An oil pump jack is seen at sundown in a discipline outdoors Scheibenhard, close to Strasbourg, France, October 6, 2017. REUTERS/Christian Hartmann
Front-month Brent crude oil futures LCOc1 had been at $72.88 per barrel at 0053 GMT, up by 7 cents from their final shut.
U.S. West Texas Intermediate (WTI) crude futures CLc1 had been up 16 cents at $67.79 per barrel.
The United States has began implementing new sanctions in opposition to Iran, which from November will even goal the nation’s petroleum sector.
“With U.S. sanctions on Iran back in place … all eyes have been on the impact on crude oil exports from that country,” ANZ financial institution stated on Monday.

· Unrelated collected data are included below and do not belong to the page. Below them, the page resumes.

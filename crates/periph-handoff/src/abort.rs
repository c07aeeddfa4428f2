//! Unwinding a session back to idle.
//!
//! The abort path walks back from whatever the session holds, never from
//! where it thinks it got to: each [`Held`] bit is given back in reverse
//! acquisition order, interrupt before memory, then the interrupt mask, then
//! the bus. A resource that cannot be given back is logged and dropped; the
//! session still ends up idle.

use bus_gate::{BusGate, PowerDomain};
use embassy_sync::blocking_mutex::raw::RawMutex;
use embassy_time::{with_timeout, Duration};

use crate::arbiter::{Arbiter, ArbiterClient, LendHandle};
use crate::error::EventCode;
use crate::peripheral::Peripheral;
use crate::state::{Held, OwnershipState, Session};

/// What an abort managed to give back.
#[derive(Debug, Clone, Copy, PartialEq, Eq)]
#[cfg_attr(feature = "defmt", derive(defmt::Format))]
pub struct AbortReport {
    pub code: EventCode,
    /// Resources returned to the primary VM.
    pub reversed: Held,
    /// Resources that could not be returned and were abandoned.
    pub degraded: Held,
}

impl AbortReport {
    pub(crate) fn noop(code: EventCode) -> Self {
        Self {
            code,
            reversed: Held::empty(),
            degraded: Held::empty(),
        }
    }

    /// Nothing was held when the abort ran.
    pub fn is_noop(&self) -> bool {
        self.reversed.is_empty() && self.degraded.is_empty()
    }

    /// Everything held was given back.
    pub fn is_clean(&self) -> bool {
        self.degraded.is_empty()
    }
}

pub(crate) struct AbortHandler<'h, M, A, D, P>
where
    M: RawMutex,
    A: Arbiter,
    D: PowerDomain,
{
    pub arbiter: &'h mut ArbiterClient<A>,
    pub peripheral: &'h mut P,
    pub gate: &'h BusGate<M, D>,
    pub step_timeout: Duration,
}

impl<M, A, D, P> AbortHandler<'_, M, A, D, P>
where
    M: RawMutex,
    A: Arbiter,
    D: PowerDomain,
    P: Peripheral,
{
    pub async fn unwind(mut self, session: &mut Session, code: EventCode) -> AbortReport {
        let mut report = AbortReport::noop(code);
        let held = session.held;
        warn!("Aborting hand-off with code {}, holding {:?}", code.value(), held);

        if let Some(interrupt) = session.interrupt.take() {
            if self.reclaim_interrupt(interrupt).await {
                report.reversed |= Held::INTERRUPT;
            } else {
                report.degraded |= Held::INTERRUPT;
            }
        }

        match session.memory.take() {
            Some(memory) => {
                if self.reclaim_memory(memory).await {
                    report.reversed |= Held::MEMORY;
                } else {
                    report.degraded |= Held::MEMORY;
                }
            }
            None if held.contains(Held::MEMORY) => {
                error!("Memory lend outcome unknown, no parcel to reclaim");
                report.degraded |= Held::MEMORY;
            }
            None => {}
        }

        if held.contains(Held::MASKED) {
            self.peripheral.unmask_interrupt();
            report.reversed |= Held::MASKED;
        }

        // Released at most once; the gate drops the vote on the first poll.
        if held.contains(Held::BUS) {
            match with_timeout(self.step_timeout, self.gate.release()).await {
                Ok(Ok(())) => report.reversed |= Held::BUS,
                Ok(Err(_)) => {
                    error!("Bus release failed during abort");
                    report.degraded |= Held::BUS;
                }
                Err(_) => {
                    error!("Bus power-down overran during abort, deferred");
                    report.degraded |= Held::BUS;
                }
            }
        }

        session.held = Held::empty();
        session.state = OwnershipState::Idle;
        session.abort_code = Some(code);

        if !report.is_clean() {
            error!("Abort left {:?} unrecovered", report.degraded);
        }
        report
    }

    /// One retry, then the handle is abandoned.
    async fn reclaim_interrupt(&mut self, interrupt: LendHandle) -> bool {
        let interrupt = match self.arbiter.reclaim_interrupt(interrupt).await {
            Ok(()) => return true,
            Err((_, interrupt)) => interrupt,
        };
        warn!("Retrying interrupt reclaim");
        match self.arbiter.reclaim_interrupt(interrupt).await {
            Ok(()) => true,
            Err((e, interrupt)) => {
                error!("Abandoning {:?} after {:?}", interrupt, e);
                false
            }
        }
    }

    async fn reclaim_memory(&mut self, memory: LendHandle) -> bool {
        let memory = match self.arbiter.reclaim_memory(memory).await {
            Ok(()) => return true,
            Err((_, memory)) => memory,
        };
        warn!("Retrying memory reclaim");
        match self.arbiter.reclaim_memory(memory).await {
            Ok(()) => true,
            Err((e, memory)) => {
                error!("Abandoning {:?} after {:?}", memory, e);
                false
            }
        }
    }
}
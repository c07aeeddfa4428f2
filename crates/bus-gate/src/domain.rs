/// Clocks feeding the bus controller.
///
/// They are enabled in declaration order and disabled in reverse.
#[derive(Debug, Clone, Copy, PartialEq, Eq)]
#[cfg_attr(feature = "defmt", derive(defmt::Format))]
pub enum Clock {
    Interface,
    Core,
}

/// Abstracts the power domain behind a bus controller.
///
/// Implementors only perform single steps; [`BusGate`](crate::BusGate)
/// owns the ordering and the rollback when a later step fails.
#[allow(async_fn_in_trait)]
pub trait PowerDomain {
    /// Error type for power-up failures.
    type Error: core::fmt::Debug;

    /// Take a runtime power reference on the controller's parent device.
    async fn runtime_get(&mut self) -> Result<(), Self::Error>;

    /// Drop the reference taken by [`runtime_get`](Self::runtime_get).
    async fn runtime_put(&mut self);

    /// Domains without gateable clocks only take the runtime reference.
    fn has_clocks(&self) -> bool {
        true
    }

    /// Prepare and enable one clock.
    async fn clock_enable(&mut self, clock: Clock) -> Result<(), Self::Error>;

    /// Disable and unprepare one clock.
    fn clock_disable(&mut self, clock: Clock);
}
/// Errors that can occur while gating the bus.
#[derive(Debug, Clone, Copy, PartialEq, Eq)]
#[cfg_attr(feature = "defmt", derive(defmt::Format))]
pub enum GateError<E: core::fmt::Debug> {
    /// The power domain failed to come up. Nothing is left enabled.
    Domain(E),
    /// `release` was called while the bus was already off.
    NotAcquired,
}

impl<E: core::fmt::Debug> core::fmt::Display for GateError<E> {
    fn fmt(&self, f: &mut core::fmt::Formatter<'_>) -> core::fmt::Result {
        match self {
            GateError::Domain(e) => write!(f, "bus power domain error: {:?}", e),
            GateError::NotAcquired => write!(f, "bus released without a vote"),
        }
    }
}
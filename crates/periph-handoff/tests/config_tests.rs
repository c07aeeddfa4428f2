use embassy_time::Duration;
use periph_handoff::{
    BoardConfig, ConfigError, DescriptorError, HandoffConfig, HandoffMode, Profile,
    DEFAULT_UNMASK_SETTLE_MS,
};

fn board(json: &str) -> BoardConfig {
    serde_json::from_str(json).unwrap()
}

#[test]
fn full_board_description() {
    let cfg = HandoffConfig::from_board(&board(
        r#"{
            "mode": "vm_mode",
            "touch_type": "secondary",
            "irq": 373,
            "io_bases": [11059200, 10010624],
            "io_sizes": [4096, 4096],
            "release_timeout_ms": 50
        }"#,
    ))
    .unwrap();

    assert_eq!(cfg.profile, Profile::Secondary);
    assert_eq!(cfg.timeouts.release, Duration::from_millis(50));
    assert_eq!(
        cfg.timeouts.unmask_settle,
        Duration::from_millis(DEFAULT_UNMASK_SETTLE_MS)
    );
    let resources = cfg.resources().unwrap();
    assert_eq!(resources.irq(), 373);
    assert_eq!(resources.windows().len(), 2);
}

#[test]
fn missing_touch_type_defaults_to_primary() {
    let cfg = HandoffConfig::from_board(&board(
        r#"{ "mode": "vm_mode", "irq": 5, "io_bases": [4096], "io_sizes": [256] }"#,
    ))
    .unwrap();

    assert_eq!(cfg.profile, Profile::Primary);
}

#[test]
fn other_modes_are_not_supported() {
    let cfg = HandoffConfig::from_board(&board(r#"{ "mode": "native" }"#)).unwrap();
    assert_eq!(cfg.mode, HandoffMode::NotSupported);

    let cfg = HandoffConfig::from_board(&board("{}")).unwrap();
    assert_eq!(cfg.mode, HandoffMode::NotSupported);
    assert!(cfg.resources().is_none());
}

#[test]
fn invalid_board_descriptions_are_rejected() {
    let err = HandoffConfig::from_board(&board(
        r#"{ "mode": "vm_mode", "io_bases": [4096], "io_sizes": [256] }"#,
    ))
    .unwrap_err();
    assert_eq!(err, ConfigError::MissingIrq);

    let err = HandoffConfig::from_board(&board(
        r#"{ "mode": "vm_mode", "touch_type": "tertiary", "irq": 1,
             "io_bases": [4096], "io_sizes": [256] }"#,
    ))
    .unwrap_err();
    assert_eq!(err, ConfigError::UnknownProfile);

    let err = HandoffConfig::from_board(&board(
        r#"{ "mode": "vm_mode", "irq": 1, "io_bases": [4096, 8192], "io_sizes": [256] }"#,
    ))
    .unwrap_err();
    assert_eq!(
        err,
        ConfigError::Descriptor(DescriptorError::MismatchedWindows { bases: 2, sizes: 1 })
    );

    let err = HandoffConfig::from_board(&board(r#"{ "mode": "vm_mode", "irq": 1 }"#))
        .unwrap_err();
    assert_eq!(err, ConfigError::Descriptor(DescriptorError::NoWindows));
}
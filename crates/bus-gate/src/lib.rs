#![no_std]
//! Power and clock gating for a shared peripheral bus.
//!
//! The bus controller is only powered while at least one party holds a
//! vote on it. The last release turns the clocks off, drops the runtime
//! power reference and completes the "powered down" signal that suspend
//! paths wait on.

mod domain;
mod error;
mod gate;

pub use domain::{Clock, PowerDomain};
pub use error::GateError;
pub use gate::BusGate;
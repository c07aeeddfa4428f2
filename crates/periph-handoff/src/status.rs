use core::cell::Cell;

use embassy_sync::blocking_mutex::raw::RawMutex;
use embassy_sync::blocking_mutex::Mutex as BlockingMutex;
use embassy_sync::watch::{Receiver, Watch};
use serde::Serialize;

use crate::error::EventCode;

/// Maximum number of concurrent status receivers.
pub const STATUS_RECEIVERS: usize = 2;

/// Externally visible state of a hand-off instance.
#[derive(Debug, Clone, Copy, PartialEq, Eq, Serialize)]
#[cfg_attr(feature = "defmt", derive(defmt::Format))]
pub struct HandoffStatus {
    /// The trusted VM owns the peripheral.
    pub enabled: bool,
    /// Value of the most recent [`EventCode`].
    pub last_event: i32,
    /// Code recorded by the most recent abort, if any.
    pub last_abort: Option<i32>,
    pub generation: u32,
}

impl HandoffStatus {
    pub const IDLE: Self = Self {
        enabled: false,
        last_event: 0,
        last_abort: None,
        generation: 0,
    };

    pub fn last_event(&self) -> EventCode {
        EventCode::from_value(self.last_event)
    }
}

/// Status snapshot plus change notifications.
///
/// `snapshot` always works; receivers see every published change as long
/// as they keep up, and the latest value otherwise.
pub struct StatusChannel<M: RawMutex> {
    current: BlockingMutex<M, Cell<HandoffStatus>>,
    watch: Watch<M, HandoffStatus, STATUS_RECEIVERS>,
}

impl<M: RawMutex> Default for StatusChannel<M> {
    fn default() -> Self {
        Self::new()
    }
}

impl<M: RawMutex> StatusChannel<M> {
    pub const fn new() -> Self {
        Self {
            current: BlockingMutex::new(Cell::new(HandoffStatus::IDLE)),
            watch: Watch::new(),
        }
    }

    pub fn snapshot(&self) -> HandoffStatus {
        self.current.lock(|c| c.get())
    }

    /// `None` once all receiver slots are taken.
    pub fn receiver(&self) -> Option<Receiver<'_, M, HandoffStatus, STATUS_RECEIVERS>> {
        self.watch.receiver()
    }

    pub(crate) fn update(&self, f: impl FnOnce(&mut HandoffStatus)) -> HandoffStatus {
        let status = self.current.lock(|c| {
            let mut status = c.get();
            f(&mut status);
            c.set(status);
            status
        });
        self.watch.sender().send(status);
        status
    }

    /// Publish an event without changing ownership.
    pub(crate) fn notify_event(&self, code: EventCode) {
        self.update(|s| s.last_event = code.value());
    }
}
mod board;
mod cli;
mod loopback;

use anyhow::{anyhow, bail, Context, Result};
use bus_gate::BusGate;
use clap::Parser;
use embassy_futures::select::{select, Either};
use embassy_time::Duration;
use periph_handoff::{
    BoardConfig, EventCode, HandoffConfig, HandoffError, NotificationJoin, OwnershipState,
    SessionController, StatusChannel,
};
use serde_json::json;
use static_cell::StaticCell;
use tracing::{info, warn};
use tracing_subscriber::EnvFilter;

use board::{SimDomain, SimPanel, DEFAULT_BOARD};
use cli::Args;
use loopback::{LoopbackArbiter, Peer, PeerChannel, Raw};

type Controller<'a> = SessionController<'a, Raw, LoopbackArbiter<'a>, SimDomain, SimPanel>;

struct Shared {
    gate: BusGate<Raw, SimDomain>,
    join: NotificationJoin<Raw>,
    status: StatusChannel<Raw>,
    requests: PeerChannel,
}

static SHARED: StaticCell<Shared> = StaticCell::new();

fn load_board(args: &Args) -> Result<BoardConfig> {
    let json = match &args.config {
        Some(path) => std::fs::read_to_string(path)
            .with_context(|| format!("reading {}", path.display()))?,
        None => DEFAULT_BOARD.to_string(),
    };
    serde_json::from_str(&json).context("parsing board config")
}

fn print_status(
    cycle: u32,
    op: &str,
    result: &Result<(), HandoffError>,
    ctl: &Controller<'_>,
) -> Result<()> {
    let result = match result {
        Ok(()) => "ok".to_string(),
        Err(e) => e.to_string(),
    };
    let line = json!({
        "cycle": cycle,
        "op": op,
        "result": result,
        "status": ctl.status(),
    });
    println!("{}", serde_json::to_string(&line)?);
    Ok(())
}

async fn drive(ctl: &Controller<'_>, args: &Args) -> Result<()> {
    for cycle in 1..=args.cycles {
        let enabled = ctl.write_control(1).await;
        print_status(cycle, "enable", &enabled, ctl)?;
        if enabled.is_err() {
            continue;
        }

        if let Some(code) = args.fault_after_enable {
            ctl.report_fault(EventCode::from_value(code));
        }

        let disabled = ctl.write_control(0).await;
        print_status(cycle, "disable", &disabled, ctl)?;
    }
    Ok(())
}

#[tokio::main(flavor = "current_thread")]
async fn main() -> Result<()> {
    tracing_subscriber::fmt()
        .with_env_filter(
            EnvFilter::try_from_default_env().unwrap_or_else(|_| EnvFilter::new("info")),
        )
        .init();

    let args = Args::parse();
    let board = load_board(&args)?;
    let config = HandoffConfig::from_board(&board)
        .map_err(|e| anyhow!("invalid board config: {}", e))?;
    let resources = config.resources().cloned();
    info!("Simulating {} hand-off", config.profile.as_str());

    let shared = SHARED.init(Shared {
        gate: BusGate::new(SimDomain::default()),
        join: NotificationJoin::new(),
        status: StatusChannel::new(),
        requests: PeerChannel::new(),
    });

    let arbiter = LoopbackArbiter::new(shared.requests.sender(), args.fail_at);
    let ctl: Controller<'_> = SessionController::new(
        config,
        arbiter,
        SimPanel::new(),
        &shared.gate,
        &shared.join,
        &shared.status,
    );

    let peer = Peer {
        requests: shared.requests.receiver(),
        join: &shared.join,
        resources,
        order: args.release_order,
        release_delay: Duration::from_millis(args.release_delay_ms),
    };

    let driven = select(
        drive(&ctl, &args),
        loopback::run_peer(peer, |code| ctl.report_fault(code)),
    )
    .await;
    match driven {
        Either::First(result) => result?,
        Either::Second(never) => match never {},
    }

    let final_state = ctl.state();
    if let Some(report) = ctl.shutdown().await {
        warn!("Shutdown unwound {:?}", report.reversed);
    }
    if final_state != Some(OwnershipState::Idle) {
        bail!("hand-off ended in {:?}", final_state);
    }

    info!("Final state idle after {} cycles", args.cycles);
    Ok(())
}
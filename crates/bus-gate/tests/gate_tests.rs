use std::sync::atomic::{AtomicBool, AtomicUsize, Ordering};
use std::sync::Arc;

use bus_gate::{BusGate, Clock, GateError, PowerDomain};
use embassy_futures::join::join;
use embassy_futures::select::{select, Either};
use embassy_sync::blocking_mutex::raw::CriticalSectionRawMutex;

// ---------------------------------------------------------------------------
// Mock domain
// ---------------------------------------------------------------------------

#[derive(Debug, PartialEq)]
struct MockError(&'static str);

/// Counters shared between a test and the domain it hands to the gate.
#[derive(Clone, Default)]
struct Rails {
    runtime_refs: Arc<AtomicUsize>,
    iface_on: Arc<AtomicBool>,
    core_on: Arc<AtomicBool>,
    power_ups: Arc<AtomicUsize>,
    fail_runtime: Arc<AtomicBool>,
    fail_core: Arc<AtomicBool>,
    hang_core: Arc<AtomicBool>,
    hang_put: Arc<AtomicBool>,
}

struct MockDomain {
    rails: Rails,
    clocks: bool,
}

impl PowerDomain for MockDomain {
    type Error = MockError;

    async fn runtime_get(&mut self) -> Result<(), MockError> {
        if self.rails.fail_runtime.swap(false, Ordering::SeqCst) {
            return Err(MockError("runtime"));
        }
        self.rails.runtime_refs.fetch_add(1, Ordering::SeqCst);
        self.rails.power_ups.fetch_add(1, Ordering::SeqCst);
        Ok(())
    }

    async fn runtime_put(&mut self) {
        if self.rails.hang_put.load(Ordering::SeqCst) {
            std::future::pending::<()>().await;
        }
        self.rails.runtime_refs.fetch_sub(1, Ordering::SeqCst);
    }

    fn has_clocks(&self) -> bool {
        self.clocks
    }

    async fn clock_enable(&mut self, clock: Clock) -> Result<(), MockError> {
        match clock {
            Clock::Interface => self.rails.iface_on.store(true, Ordering::SeqCst),
            Clock::Core => {
                if self.rails.hang_core.load(Ordering::SeqCst) {
                    std::future::pending::<()>().await;
                }
                if self.rails.fail_core.swap(false, Ordering::SeqCst) {
                    return Err(MockError("core clock"));
                }
                assert!(
                    self.rails.iface_on.load(Ordering::SeqCst),
                    "core clock enabled before interface clock"
                );
                self.rails.core_on.store(true, Ordering::SeqCst);
            }
        }
        Ok(())
    }

    fn clock_disable(&mut self, clock: Clock) {
        match clock {
            Clock::Interface => {
                assert!(
                    !self.rails.core_on.load(Ordering::SeqCst),
                    "interface clock disabled while core clock running"
                );
                self.rails.iface_on.store(false, Ordering::SeqCst)
            }
            Clock::Core => self.rails.core_on.store(false, Ordering::SeqCst),
        }
    }
}

// ---------------------------------------------------------------------------
// Helper
// ---------------------------------------------------------------------------

fn make_gate(
    clocks: bool,
) -> (BusGate<CriticalSectionRawMutex, MockDomain>, Rails) {
    let rails = Rails::default();
    let domain = MockDomain { rails: rails.clone(), clocks };
    (BusGate::new(domain), rails)
}

fn all_off(rails: &Rails) -> bool {
    rails.runtime_refs.load(Ordering::SeqCst) == 0
        && !rails.iface_on.load(Ordering::SeqCst)
        && !rails.core_on.load(Ordering::SeqCst)
}

/// Poll `fut` once, then drop it.
async fn cancel<F: core::future::Future>(fut: F) {
    match select(fut, async {}).await {
        Either::First(_) => panic!("transition completed before it was dropped"),
        Either::Second(()) => {}
    }
}

// ---------------------------------------------------------------------------
// Tests
// ---------------------------------------------------------------------------

#[futures_test::test]
async fn acquire_powers_up_domain() {
    let (gate, rails) = make_gate(true);

    gate.acquire().await.unwrap();

    assert_eq!(gate.user_count(), 1);
    assert_eq!(gate.is_powered(), Some(true));
    assert_eq!(rails.runtime_refs.load(Ordering::SeqCst), 1);
    assert!(rails.iface_on.load(Ordering::SeqCst));
    assert!(rails.core_on.load(Ordering::SeqCst));
}

#[futures_test::test]
async fn second_vote_shares_power() {
    let (gate, rails) = make_gate(true);

    gate.acquire().await.unwrap();
    gate.acquire().await.unwrap();

    assert_eq!(gate.user_count(), 2);
    assert_eq!(rails.power_ups.load(Ordering::SeqCst), 1);

    gate.release().await.unwrap();
    assert_eq!(gate.is_powered(), Some(true));
    assert!(rails.core_on.load(Ordering::SeqCst));
}

#[futures_test::test]
async fn last_release_powers_down() {
    let (gate, rails) = make_gate(true);

    gate.acquire().await.unwrap();
    gate.release().await.unwrap();

    assert_eq!(gate.user_count(), 0);
    assert_eq!(gate.is_powered(), Some(false));
    assert!(all_off(&rails));
}

#[futures_test::test]
async fn release_without_vote_is_rejected() {
    let (gate, _) = make_gate(true);

    assert_eq!(gate.release().await, Err(GateError::NotAcquired));
}

#[futures_test::test]
async fn core_clock_failure_rolls_back() {
    let (gate, rails) = make_gate(true);
    rails.fail_core.store(true, Ordering::SeqCst);

    let result = gate.acquire().await;

    assert_eq!(result, Err(GateError::Domain(MockError("core clock"))));
    assert_eq!(gate.user_count(), 0);
    assert_eq!(gate.is_powered(), Some(false));
    assert!(all_off(&rails));

    // The failure was one-shot; a retry must come up cleanly.
    gate.acquire().await.unwrap();
    assert!(rails.core_on.load(Ordering::SeqCst));
}

#[futures_test::test]
async fn runtime_failure_leaves_clocks_untouched() {
    let (gate, rails) = make_gate(true);
    rails.fail_runtime.store(true, Ordering::SeqCst);

    let result = gate.acquire().await;

    assert_eq!(result, Err(GateError::Domain(MockError("runtime"))));
    assert!(all_off(&rails));
}

#[futures_test::test]
async fn clockless_domain_only_takes_runtime_ref() {
    let (gate, rails) = make_gate(false);

    gate.acquire().await.unwrap();
    assert_eq!(rails.runtime_refs.load(Ordering::SeqCst), 1);
    assert!(!rails.iface_on.load(Ordering::SeqCst));

    gate.release().await.unwrap();
    assert!(all_off(&rails));
}

#[futures_test::test]
async fn wait_powered_down_completes_on_last_release() {
    let (gate, _) = make_gate(true);

    gate.acquire().await.unwrap();
    let ((), released) = join(gate.wait_powered_down(), async {
        gate.release().await
    })
    .await;

    released.unwrap();
    assert_eq!(gate.user_count(), 0);
}

#[futures_test::test]
async fn wait_powered_down_when_already_off() {
    let (gate, _) = make_gate(true);

    // Never acquired; must not block.
    gate.wait_powered_down().await;
}

#[futures_test::test]
async fn multiple_cycles() {
    let (gate, rails) = make_gate(true);

    for _ in 0..3 {
        gate.acquire().await.unwrap();
        gate.release().await.unwrap();
    }

    assert_eq!(rails.power_ups.load(Ordering::SeqCst), 3);
    assert!(all_off(&rails));
}

#[futures_test::test]
async fn dropped_power_up_is_undone_by_settle() {
    let (gate, rails) = make_gate(true);
    rails.hang_core.store(true, Ordering::SeqCst);

    cancel(gate.acquire()).await;

    assert_eq!(gate.user_count(), 0);
    assert_eq!(gate.is_powered(), Some(false));
    assert_eq!(rails.runtime_refs.load(Ordering::SeqCst), 1);

    gate.settle().await;
    assert!(all_off(&rails));
    gate.wait_powered_down().await;
}

#[futures_test::test]
async fn acquire_after_dropped_power_up_takes_one_ref() {
    let (gate, rails) = make_gate(true);
    rails.hang_core.store(true, Ordering::SeqCst);
    cancel(gate.acquire()).await;
    rails.hang_core.store(false, Ordering::SeqCst);

    gate.acquire().await.unwrap();

    assert_eq!(gate.user_count(), 1);
    assert_eq!(rails.runtime_refs.load(Ordering::SeqCst), 1);
    assert!(rails.core_on.load(Ordering::SeqCst));

    gate.release().await.unwrap();
    assert!(all_off(&rails));
}

#[futures_test::test]
async fn dropped_power_down_keeps_vote_released() {
    let (gate, rails) = make_gate(true);
    gate.acquire().await.unwrap();
    rails.hang_put.store(true, Ordering::SeqCst);

    cancel(gate.release()).await;

    // The vote went with the first poll; a second release has nothing to drop.
    assert_eq!(gate.user_count(), 0);
    assert_eq!(gate.release().await, Err(GateError::NotAcquired));
    assert_eq!(gate.user_count(), 0);
    assert_eq!(rails.runtime_refs.load(Ordering::SeqCst), 1);

    rails.hang_put.store(false, Ordering::SeqCst);
    gate.settle().await;
    assert_eq!(gate.is_powered(), Some(false));
    assert!(all_off(&rails));
}

#[futures_test::test]
async fn settle_leaves_voted_bus_powered() {
    let (gate, rails) = make_gate(true);
    gate.acquire().await.unwrap();

    gate.settle().await;

    assert_eq!(gate.is_powered(), Some(true));
    assert_eq!(rails.runtime_refs.load(Ordering::SeqCst), 1);
}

“Maintaining global supply might be very challenging,” the financial institution stated, though it added that “the U.S. is doing its bit to increase production, with data showing drilling activity is continuing to rise.”
U.S. vitality firms final week added probably the most oil rigs since May, including 10 rigs to deliver the whole depend to 869, in keeping with the Baker Hughes vitality companies agency.
That was the very best degree of drilling exercise since March 2015.
Also probably weighing on oil markets are indicators of slowing financial progress and gas demand progress, particularly in Asia’s massive rising markets.
“Lower demand from China, the world’s biggest importer, comes at a critical time when demand growth from Asia in general is being called into question. This due to the negative impact of trade wars, a stronger dollar and rising funding costs,” Ole Hansen, head of commodity technique at Denmark’s Saxo Bank, stated in a observe late final week.